▶ _What needs to be done_
The entries below are to be returned exactly. Include all of them.

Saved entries

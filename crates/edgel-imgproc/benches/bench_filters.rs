use std::hint::black_box;

use criterion::{criterion_group, criterion_main, BenchmarkId, Criterion};

use edgel_image::Image;
use edgel_imgproc::filter::{gaussian_blur, kernels, separable_filter};
use edgel_imgproc::gradient::GradientField;
use edgel_imgproc::parallel::ExecutionStrategy;

fn bench_filters(c: &mut Criterion) {
    let mut group = c.benchmark_group("Gaussian Blur");

    for (width, height) in [(256, 224), (512, 448), (1024, 896)].iter() {
        for sigma in [1.0f32, 2.0, 3.0].iter() {
            let kernel = kernels::gaussian_kernel_1d(*sigma).unwrap();
            group.throughput(criterion::Throughput::Elements(
                (*width * *height * kernel.len()) as u64,
            ));

            let parameter_string = format!("{}x{}x{}", width, height, sigma);

            let image_size = [*width, *height].into();
            let image_data = (0..width * height).map(|i| (i % 255) as f32 / 255.0).collect();
            let image = Image::<f32, 1>::new(image_size, image_data).unwrap();
            let output = Image::<f32, 1>::from_size_val(image_size, 0.0).unwrap();

            for strategy in [ExecutionStrategy::Serial, ExecutionStrategy::Parallel] {
                group.bench_with_input(
                    BenchmarkId::new(format!("gaussian_blur_{strategy:?}"), &parameter_string),
                    &(&image, &output),
                    |b, i| {
                        let (src, mut dst) = (i.0, i.1.clone());
                        b.iter(|| black_box(gaussian_blur(src, &mut dst, *sigma, strategy)))
                    },
                );
            }

            group.bench_with_input(
                BenchmarkId::new("separable_filter", &parameter_string),
                &(&image, &output),
                |b, i| {
                    let (src, mut dst) = (i.0, i.1.clone());
                    b.iter(|| {
                        black_box(separable_filter(
                            src,
                            &mut dst,
                            &kernel,
                            &kernel,
                            ExecutionStrategy::Auto,
                        ))
                    })
                },
            );
        }
    }

    group.finish();
}

fn bench_gradient(c: &mut Criterion) {
    let mut group = c.benchmark_group("Gradient");

    for (width, height) in [(256, 224), (512, 448), (1024, 896)].iter() {
        group.throughput(criterion::Throughput::Elements((*width * *height) as u64));

        let parameter_string = format!("{}x{}", width, height);

        let image_size = [*width, *height].into();
        let image_data = (0..width * height).map(|i| (i % 97) as f32 / 97.0).collect();
        let image = Image::<f32, 1>::new(image_size, image_data).unwrap();

        group.bench_with_input(
            BenchmarkId::new("gradient_field", &parameter_string),
            &image,
            |b, i| b.iter(|| black_box(GradientField::compute(i, ExecutionStrategy::Auto))),
        );
    }

    group.finish();
}

criterion_group!(benches, bench_filters, bench_gradient);
criterion_main!(benches);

▶ _Output for this task_
filename crates/edgel-imgproc/benches/bench_filters.rs
use std::hint::black_box;

use criterion::{criterion_group, criterion_main, BenchmarkId, Criterion};

use edgel_image::Image;
use edgel_imgproc::filter::{gaussian_blur, kernels, separable_filter};
use edgel_imgproc::gradient::GradientField;
use edgel_imgproc::parallel::ExecutionStrategy;

fn bench_filters(c: &mut Criterion) {
    let mut group = c.benchmark_group("Gaussian Blur");

    for (width, height) in [(256, 224), (512, 448), (1024, 896)].iter() {
        for sigma in [1.0f32, 2.0, 3.0].iter() {
            let kernel = kernels::gaussian_kernel_1d(*sigma).unwrap();
            group.throughput(criterion::Throughput::Elements(
                (*width * *height * kernel.len()) as u64,
            ));

            let parameter_string = format!("{}x{}x{}", width, height, sigma);

            let image_size = [*width, *height].into();
            let image_data = (0..width * height).map(|i| (i % 255) as f32 / 255.0).collect();
            let image = Image::<f32, 1>::new(image_size, image_data).unwrap();
            let output = Image::<f32, 1>::from_size_val(image_size, 0.0).unwrap();

            for strategy in [ExecutionStrategy::Serial, ExecutionStrategy::Parallel] {
                group.bench_with_input(
                    BenchmarkId::new(format!("gaussian_blur_{strategy:?}"), &parameter_string),
                    &(&image, &output),
                    |b, i| {
                        let (src, mut dst) = (i.0, i.1.clone());
                        b.iter(|| black_box(gaussian_blur(src, &mut dst, *sigma, strategy)))
                    },
                );
            }

            group.bench_with_input(
                BenchmarkId::new("separable_filter", &parameter_string),
                &(&image, &output),
                |b, i| {
                    let (src, mut dst) = (i.0, i.1.clone());
                    b.iter(|| {
                        black_box(separable_filter(
                            src,
                            &mut dst,
                            &kernel,
                            &kernel,
                            ExecutionStrategy::Auto,
                        ))
                    })
                },
            );
        }
    }

    group.finish();
}

fn bench_gradient(c: &mut Criterion) {
    let mut group = c.benchmark_group("Gradient");

    for (width, height) in [(256, 224), (512, 448), (1024, 896)].iter() {
        group.throughput(criterion::Throughput::Elements((*width * *height) as u64));

        let parameter_string = format!("{}x{}", width, height);

        let image_size = [*width, *height].into();
        let image_data = (0..width * height).map(|i| (i % 97) as f32 / 97.0).collect();
        let image = Image::<f32, 1>::new(image_size, image_data).unwrap();

        group.bench_with_input(
            BenchmarkId::new("gradient_field", &parameter_string),
            &image,
            |b, i| b.iter(|| black_box(GradientField::compute(i, ExecutionStrategy::Auto))),
        );
    }

    group.finish();
}

criterion_group!(benches, bench_filters, bench_gradient);
criterion_main!(benches);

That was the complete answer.